Let x and y be two acute angles such that x + y < 90° and sin(2x − 20°) = cos(2y + 20°). Under these conditions, what is the value of tan(x + y)?

Introduction / Context:
This problem is a trigonometric identity question involving acute angles and relationships between sine and cosine functions. It combines transformations of angles, the co-function identity between sine and cosine, and the use of angle sum restrictions to find the value of tan(x + y). Such questions are standard in trigonometry sections of aptitude tests and require both algebraic manipulation and a good grasp of basic trigonometric identities.

Given Data / Assumptions:

• x and y are acute angles (0° < x < 90°, 0° < y < 90°).
• x + y < 90°.
• sin(2x − 20°) = cos(2y + 20°).
• We need to determine tan(x + y).
• We assume the principal acute angle relationships, consistent with typical aptitude-style questions.

Concept / Approach:
The key idea is to use the co-function identity: cos θ = sin(90° − θ). The equation sin(2x − 20°) = cos(2y + 20°) can be rewritten entirely in terms of sine. Once we express cos(2y + 20°) as sin(90° − (2y + 20°)), we can equate the arguments of the sine functions. Under the standard principal-angle assumption for acute angles in such problems, we set the angles equal, solve for a relation between x and y, and then find the value of x + y and its tangent.

Step-by-Step Solution:
Start with sin(2x − 20°) = cos(2y + 20°).Use the co-function identity cos θ = sin(90° − θ).So cos(2y + 20°) = sin(90° − (2y + 20°)) = sin(70° − 2y).Thus sin(2x − 20°) = sin(70° − 2y).For acute-angle based aptitude questions, we typically take the principal solution, equating the arguments:2x − 20° = 70° − 2y.Rearrange: 2x + 2y = 90°.This gives x + y = 45°.Now tan(x + y) = tan(45°) = 1.

Verification / Alternative check:
We can choose a concrete pair of angles satisfying x + y = 45° and x, y acute, for example x = 25° and y = 20°. Then 2x − 20° = 2 * 25° − 20° = 30°, and 2y + 20° = 2 * 20° + 20° = 60°. We have sin(30°) = 1/2, cos(60°) = 1/2, so the given equation sin(2x − 20°) = cos(2y + 20°) holds.

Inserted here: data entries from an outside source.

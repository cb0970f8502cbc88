//! Read-through cache for hot stores.
//!
//! Two independent caches sit in front of the backend:
//!
//! - a per-record cache keyed by `(store, id)`, only for hot stores
//! - an aggregate cache keyed by [`AggregateKey`]
//!
//! Both are bounded LRU maps whose entries expire after a fixed TTL. Any
//! mutating call on a hot store clears both caches entirely.
//!
//! Fills are guarded by a generation counter: a caller takes the generation
//! before reading the backend and hands it back when filling. If an
//! invalidation happened in between, the fill is dropped, so a slow read can
//! never put a pre-write value back into the cache.

use crate::config::Config;
use crate::registry::{AggregateKey, StoreName};
use crate::stats::DbStats;
use localdb_storage::Record;
use lru::LruCache;
use parking_lot::Mutex;
use std::num::NonZeroUsize;
use std::sync::atomic::{AtomicU64, Ordering};
use std::sync::Arc;
use std::time::{Duration, Instant};

struct CachedValue<T> {
    value: T,
    stored_at: Instant,
}

impl<T> CachedValue<T> {
    fn new(value: T) -> Self {
        Self {
            value,
            stored_at: Instant::now(),
        }
    }

    fn is_expired(&self, ttl: Duration) -> bool {
        self.stored_at.elapsed() > ttl
    }
}

type RecordKey = (StoreName, String);

/// Process-wide read-through cache owned by one database instance.
pub struct DbCache {
    records: Mutex<LruCache<RecordKey, CachedValue<Record>>>,
    aggregates: Mutex<LruCache<AggregateKey, CachedValue<Vec<Record>>>>,
    record_ttl: Duration,
    aggregate_ttl: Duration,
    enabled: bool,
    generation: AtomicU64,
    stats: Arc<DbStats>,
}

impl DbCache {
    /// Creates a cache sized and timed from `config`.
    pub fn new(config: &Config, stats: Arc<DbStats>) -> Self {
        Self {
            records: Mutex::new(LruCache::new(capacity(config.record_cache_capacity))),
            aggregates: Mutex::new(LruCache::new(capacity(config.aggregate_cache_capacity))),
            record_ttl: config.record_cache_ttl,
            aggregate_ttl: config.aggregate_cache_ttl,
            enabled: config.cache_enabled,
            generation: AtomicU64::new(0),
            stats,
        }
    }

    /// Returns whether the cache is in use.
    #[must_use]
    pub fn is_enabled(&self) -> bool {
        self.enabled
    }

    /// Returns the current generation, to be passed back when filling.
    #[must_use]
    pub fn generation(&self) -> u64 {
        self.generation.load(Ordering::Acquire)
    }

    /// Looks up a single record.
    ///
    /// Returns an owned copy; expired entries are evicted and count as a miss.
    pub fn get_record(&self, store: StoreName, id: &str) -> Option<Record> {
        if !self.enabled || !store.is_hot() {
            return None;
        }
        let key = (store, id.to_string());
        let mut records = self.records.lock();
        let lookup = records
            .get(&key)
            .map(|entry| (entry.is_expired(self.record_ttl), entry.value.clone()));
        let hit = match lookup {
            Some((false, record)) => Some(record),
            Some((true, _)) => {
                records.pop(&key);
                None
            }
            None => None,
        };
        drop(records);
        self.record_lookup(hit.is_some());
        hit
    }

    /// Stores a record read at `generation`.
    ///
    /// Dropped if the store is not hot or the cache was invalidated since.
    pub fn put_record(&self, store: StoreName, record: &Record, generation: u64) {
        if !self.enabled || !store.is_hot() {
            return;
        }
        let mut records = self.records.lock();
        if self.generation() != generation {
            return;
        }
        records.put(
            (store, record.id().to_string()),
            CachedValue::new(record.clone()),
        );
    }

    /// Looks up an aggregate read.
    ///
    /// Empty results are never served from the cache.
    pub fn get_aggregate(&self, key: AggregateKey) -> Option<Vec<Record>> {
        if !self.enabled {
            return None;
        }
        let mut aggregates = self.aggregates.lock();
        let lookup = aggregates
            .get(&key)
            .map(|entry| (entry.is_expired(self.aggregate_ttl), entry.value.clone()));
        let hit = match lookup {
            Some((false, records)) if !records.is_empty() => Some(records),
            Some((true, _)) => {
                aggregates.pop(&key);
                None
            }
            _ => None,
        };
        drop(aggregates);
        self.record_lookup(hit.is_some());
        hit
    }

    /// Stores an aggregate read at `generation`.
    pub fn put_aggregate(&self, key: AggregateKey, records: &[Record], generation: u64) {
        if !self.enabled {
            return;
        }
        let mut aggregates = self.aggregates.lock();
        if self.generation() != generation {
            return;
        }
        aggregates.put(key, CachedValue::new(records.to_vec()));
    }

    /// Invalidates everything cached for `store`.
    ///
    /// Invalidation is coarse: a write to any hot store clears both caches.
    /// Writes to other stores leave the cache untouched.
    pub fn invalidate(&self, store: StoreName) {
        if store.is_hot() {
            self.clear();
        }
    }

    /// Clears both caches and starts a new generation.
    pub fn clear(&self) {
        let mut records = self.records.lock();
        let mut aggregates = self.aggregates.lock();
        self.generation.fetch_add(1, Ordering::AcqRel);
        records.clear();
        aggregates.clear();
        self.stats.record_cache_invalidation();
    }

    /// Returns the number of live single-record entries.
    #[must_use]
    pub fn record_entries(&self) -> usize {
        self.records.lock().len()
    }

    /// Returns the number of live aggregate entries.
    #[must_use]
    pub fn aggregate_entries(&self) -> usize {
        self.aggregates.lock().len()
    }

    fn record_lookup(&self, hit: bool) {
        if hit {
            self.stats.record_cache_hit();
        } else {
            self.stats.record_cache_miss();
        }
    }
}

impl std::fmt::Debug for DbCache {
    fn fmt(&self, f: &mut std::fmt::Formatter<'_>) -> std::fmt::Result {
        f.debug_struct("DbCache")
            .field("enabled", &self.enabled)
            .field("generation", &self.generation())
            .field("records", &self.record_entries())
            .field("aggregates", &self.aggregate_entries())
            .finish()
    }
}

fn capacity(requested: usize) -> NonZeroUsize {
    NonZeroUsize::new(requested).unwrap_or(NonZeroUsize::MIN)
}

For this pair, x + y = 45°, and tan(45°) = 1, which is consistent with the derived answer. This kind of numerical test supports the algebraic reasoning.

Why Other Options Are Wrong:
√3 and 1/√3 correspond to tan(60°) and tan(30°) respectively, which would require x + y to be 60° or 30°, contradicting the equation obtained from the given relation. The option 2 + √2 does not correspond to a standard tangent value for simple angles and is not supported by any identity here. The option 0 would imply x + y = 0° or 180°, which is impossible for acute x and y with x + y < 90°. Only the value 1 matches tan(45°), which arises naturally from the relationship between x and y.

Common Pitfalls:
One frequent error is to forget to convert cos to sin using the co-function identity and instead attempt more complicated transformations. Another is to mishandle the equation sin A = sin B and ignore the principal acute-angle behaviour, leading to extraneous angle relations. Students may also incorrectly assume that x + y = 90°, which directly contradicts the given condition x + y < 90°. Careful attention to the identities and the conditions on the angles avoids these mistakes.

Final Answer:
The value of tan(x + y) under the given conditions is 1.